Lazarovits and Ueda receive WRF translational funding

Washington Research Foundation (WRF) has awarded a $498,804 technology commercialization grant to Institute for Protein Design researchers Drs. James Lazarovits and George Ueda. The funding will enable Lazarovits and Ueda to further develop their “plug and play” Antibody Cage (AbC) Platform, which converts antibodies into new structures that uniquely bind multiple targets to improve treatment efficacy across a broad range of health conditions.

Lazarovits and Ueda, both translational investigators at the IPD, have used computational protein design to take any off-the-shelf antibody and produce a range of unique “cage” architectures that control how targets are bound with atomic-level accuracy. In 2020 and 2021, WRF provided grants totaling $143,959 to explore the technology’s potential in treating both cancer and acute respiratory distress syndrome (ARDS). The project also received financial support from sources including the IPD Translational Research Program, WE-REACH and the Department of Defense.

The cages are customizable and show significant potential beyond their two initial applications.
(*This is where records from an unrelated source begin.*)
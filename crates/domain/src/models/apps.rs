//! Mobile application models

use serde::{Deserialize, Serialize};
use serde_json::{Map, Value};

/// OData type discriminator for Win32 line-of-business applications.
pub const WIN32_LOB_APP_TYPE: &str = "#microsoft.graph.win32LobApp";

/// OData type discriminator for registered content files.
pub const MOBILE_APP_CONTENT_FILE_TYPE: &str = "#microsoft.graph.mobileAppContentFile";

/// A mobile application resource.
///
/// Graph models roughly twenty concrete app variants (store apps, LOB apps,
/// web links, ...). They share the discriminator and a handful of common
/// fields; everything else is variant-specific and kept in `properties` so a
/// round trip through this type preserves the payload byte-for-byte in
/// meaning. Creating or updating an app without `odata_type` set fails
/// server-side, not client-side.
#[derive(Debug, Clone, Serialize, Deserialize)]
#[serde(rename_all = "camelCase")]
pub struct MobileApp {
    /// Concrete variant discriminator, e.g. `#microsoft.graph.win32LobApp`.
    #[serde(rename = "@odata.type")]
    pub odata_type: String,

    /// Server-assigned resource id; absent on creation payloads.
    #[serde(skip_serializing_if = "Option::is_none")]
    pub id: Option<String>,

    #[serde(skip_serializing_if = "Option::is_none")]
    pub display_name: Option<String>,

    #[serde(skip_serializing_if = "Option::is_none")]
    pub description: Option<String>,

    #[serde(skip_serializing_if = "Option::is_none")]
    pub publisher: Option<String>,

    /// Content version committed as active, present on LOB variants.
    #[serde(skip_serializing_if = "Option::is_none")]
    pub committed_content_version: Option<String>,

    /// Variant-specific fields, passed through untouched.
    #[serde(flatten)]
    pub properties: Map<String, Value>,
}

impl MobileApp {
    /// Start a Win32 LOB app payload with the given display name.
    #[must_use]
    pub fn win32_lob(display_name: impl Into<String>) -> Self {
        Self {
            odata_type: WIN32_LOB_APP_TYPE.to_string(),
            id: None,
            display_name: Some(display_name.into()),
            description: None,
            publisher: None,
            committed_content_version: None,
            properties: Map::new(),
        }
    }

    /// Set an arbitrary variant-specific property.
    #[must_use]
    pub fn with_property(mut self, key: impl Into<String>, value: Value) -> Self {
        self.properties.insert(key.into(), value);
        self
    }
}

#[cfg(test)]
mod tests {
    use super::*;

    #[test]
    fn win32_payload_round_trips_unknown_fields() {
        let json = serde_json::json!({
            "@odata.type": "#microsoft.graph.win32LobApp",
            "id": "app-1",
            "displayName": "7-Zip",
            "installCommandLine": "install.cmd",
            "minimumSupportedWindowsRelease": "21H2",
        });

        let app: MobileApp = serde_json::from_value(json.clone()).unwrap();
        assert_eq!(app.odata_type, WIN32_LOB_APP_TYPE);
        assert_eq!(app.display_name.as_deref(), Some("7-Zip"));
        assert_eq!(
            app.properties.get("installCommandLine"),
            Some(&Value::String("install.cmd".into()))
        );

        let back = serde_json::to_value(&app).unwrap();
        assert_eq!(back, json);
    }

    #[test]
    fn creation_payload_omits_absent_fields() {
        let app = MobileApp::win32_lob("7-Zip");
        let value = serde_json::to_value(&app).unwrap();
        let object = value.as_object().unwrap();
        assert!(!object.contains_key("id"));
        assert!(!object.contains_key("committedContentVersion"));
    }
}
Read More: Companion proteins enhance antibody potency

“The AbC Platform unlocks an enormous opportunity to create better therapeutics against numerous targets, including those that have been too difficult to drug in the past. By leveraging the industry gold-standard of antibodies, we benefit from decades of work and progress to make new preclinical molecules with unparalleled speed, accuracy and biological behavior. Making these molecules is as easy as mixing two proteins together in a test tube. WRF funding has provided what we need to prove out the scope of our technology and move towards the clinic.”

– James Lazarovits, PhD

With this latest funding from WRF, Lazarovits and Ueda expect to be able to answer key questions regarding the technology’s therapeutic and commercial potential across multiple applications, including its effectiveness compared with existing technologies. Their findings to date indicate that in addition to enabling the development of new therapeutics, the technology could revive approaches that have previously been proven safe but of limited benefit.
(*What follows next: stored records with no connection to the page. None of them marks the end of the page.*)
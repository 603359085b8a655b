//! Script deployment: PowerShell, shell (macOS), and remediation scripts
//!
//! Three resource families with identical shapes, differing only in path and
//! the assignment actions the service offers for each.

use intune_domain::{IntuneError, Result};
use serde_json::{json, Value};

use super::collection::Collection;
use crate::http::{GraphClient, GraphRequest};

const MANAGEMENT_BASE: &str = "/deviceManagement/deviceManagementScripts";
const SHELL_BASE: &str = "/deviceManagement/deviceShellScripts";
const HEALTH_BASE: &str = "/deviceManagement/deviceHealthScripts";

macro_rules! script_family {
    ($name:ident, $base:ident, $doc:literal) => {
        #[doc = $doc]
        #[derive(Clone)]
        pub struct $name {
            collection: Collection,
        }

        impl $name {
            pub(crate) fn new(client: GraphClient) -> Self {
                Self { collection: Collection::new(client, $base) }
            }

            pub async fn list(&self) -> Result<Vec<Value>> {
                self.collection.list().await
            }

            pub async fn get(&self, script_id: &str) -> Result<Value> {
                self.collection.get(script_id).await
            }

            pub async fn create(&self, script: Value) -> Result<Value> {
                self.collection.create(script).await
            }

            pub async fn update(&self, script_id: &str, script: Value) -> Result<Value> {
                self.collection.update(script_id, script).await
            }

            pub async fn delete(&self, script_id: &str) -> Result<()> {
                self.collection.delete(script_id).await
            }

            pub async fn list_assignments(&self, script_id: &str) -> Result<Vec<Value>> {
                self.collection.nested(script_id, "assignments").list().await
            }

            pub async fn get_assignment(
                &self,
                script_id: &str,
                assignment_id: &str,
            ) -> Result<Value> {
                self.collection.nested(script_id, "assignments").get(assignment_id).await
            }

            pub async fn create_assignment(
                &self,
                script_id: &str,
                assignment: Value,
            ) -> Result<Value> {
                self.collection.nested(script_id, "assignments").create(assignment).await
            }

            pub async fn delete_assignment(
                &self,
                script_id: &str,
                assignment_id: &str,
            ) -> Result<()> {
                self.collection.nested(script_id, "assignments").delete(assignment_id).await
            }
        }
    };
}

script_family!(
    DeviceManagementScripts,
    MANAGEMENT_BASE,
    "Proxy for Windows PowerShell deployment scripts."
);
script_family!(DeviceShellScripts, SHELL_BASE, "Proxy for macOS shell scripts.");
script_family!(
    DeviceHealthScripts,
    HEALTH_BASE,
    "Proxy for proactive remediation (health) scripts."
);

impl DeviceShellScripts {
    /// Replace the script's assignments wholesale via the `assign` action.
    pub async fn assign(&self, script_id: &str, assignments: Vec<Value>) -> Result<()> {
        if assignments.iter().any(|a| a.get("target").is_none()) {
            return Err(IntuneError::InvalidInput(
                "every shell script assignment needs a target".to_string(),
            ));
        }
        let path = format!("{}/assign", self.collection.item_path(script_id));
        self.collection
            .client()
            .send(&GraphRequest::post(path, json!({ "deviceManagementScriptAssignments": assignments })))
            .await?;
        Ok(())
    }

    /// Assign the script to one group.
    pub async fn assign_to_group(&self, script_id: &str, group_id: &str) -> Result<()> {
        self.assign(
            script_id,
            vec![json!({
                "target": {
                    "@odata.type": "#microsoft.graph.groupAssignmentTarget",
                    "groupId": group_id,
                }
            })],
        )
        .await
    }

    /// Assign the script to every device in the tenant.
    pub async fn assign_to_all_devices(&self, script_id: &str) -> Result<()> {
        self.assign(
            script_id,
            vec![json!({
                "target": {
                    "@odata.type": "#microsoft.graph.allDevicesAssignmentTarget",
                }
            })],
        )
        .await
    }
}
“We discovered that the secret to controlling how cells behave and communicate is not just whether a therapeutic binds its target, but rather how it is bound. We achieve this control through computational protein design, where we create new structures whose shape allows us to tune how cells turn on and off. This technology has taken years to develop and has been the consequence of significant work from both current and previous scientists. We’re grateful to them as well as WRF, who was the first organization to both recognize the potential of the AbC platform and support its development.”

— George Ueda, PhD

Meher Antia, Ph.D., director of grant programs for WRF, said, “Our continued support for the development of the antibody cage platform will enable this team of talented researchers to build on the promising results from the initial WRF funding and demonstrate the potential of this technology to generate highly effective therapeutics. We are delighted to help enable the translation of world-leading science from the Institute for Protein Design into what might become novel treatments for diseases.”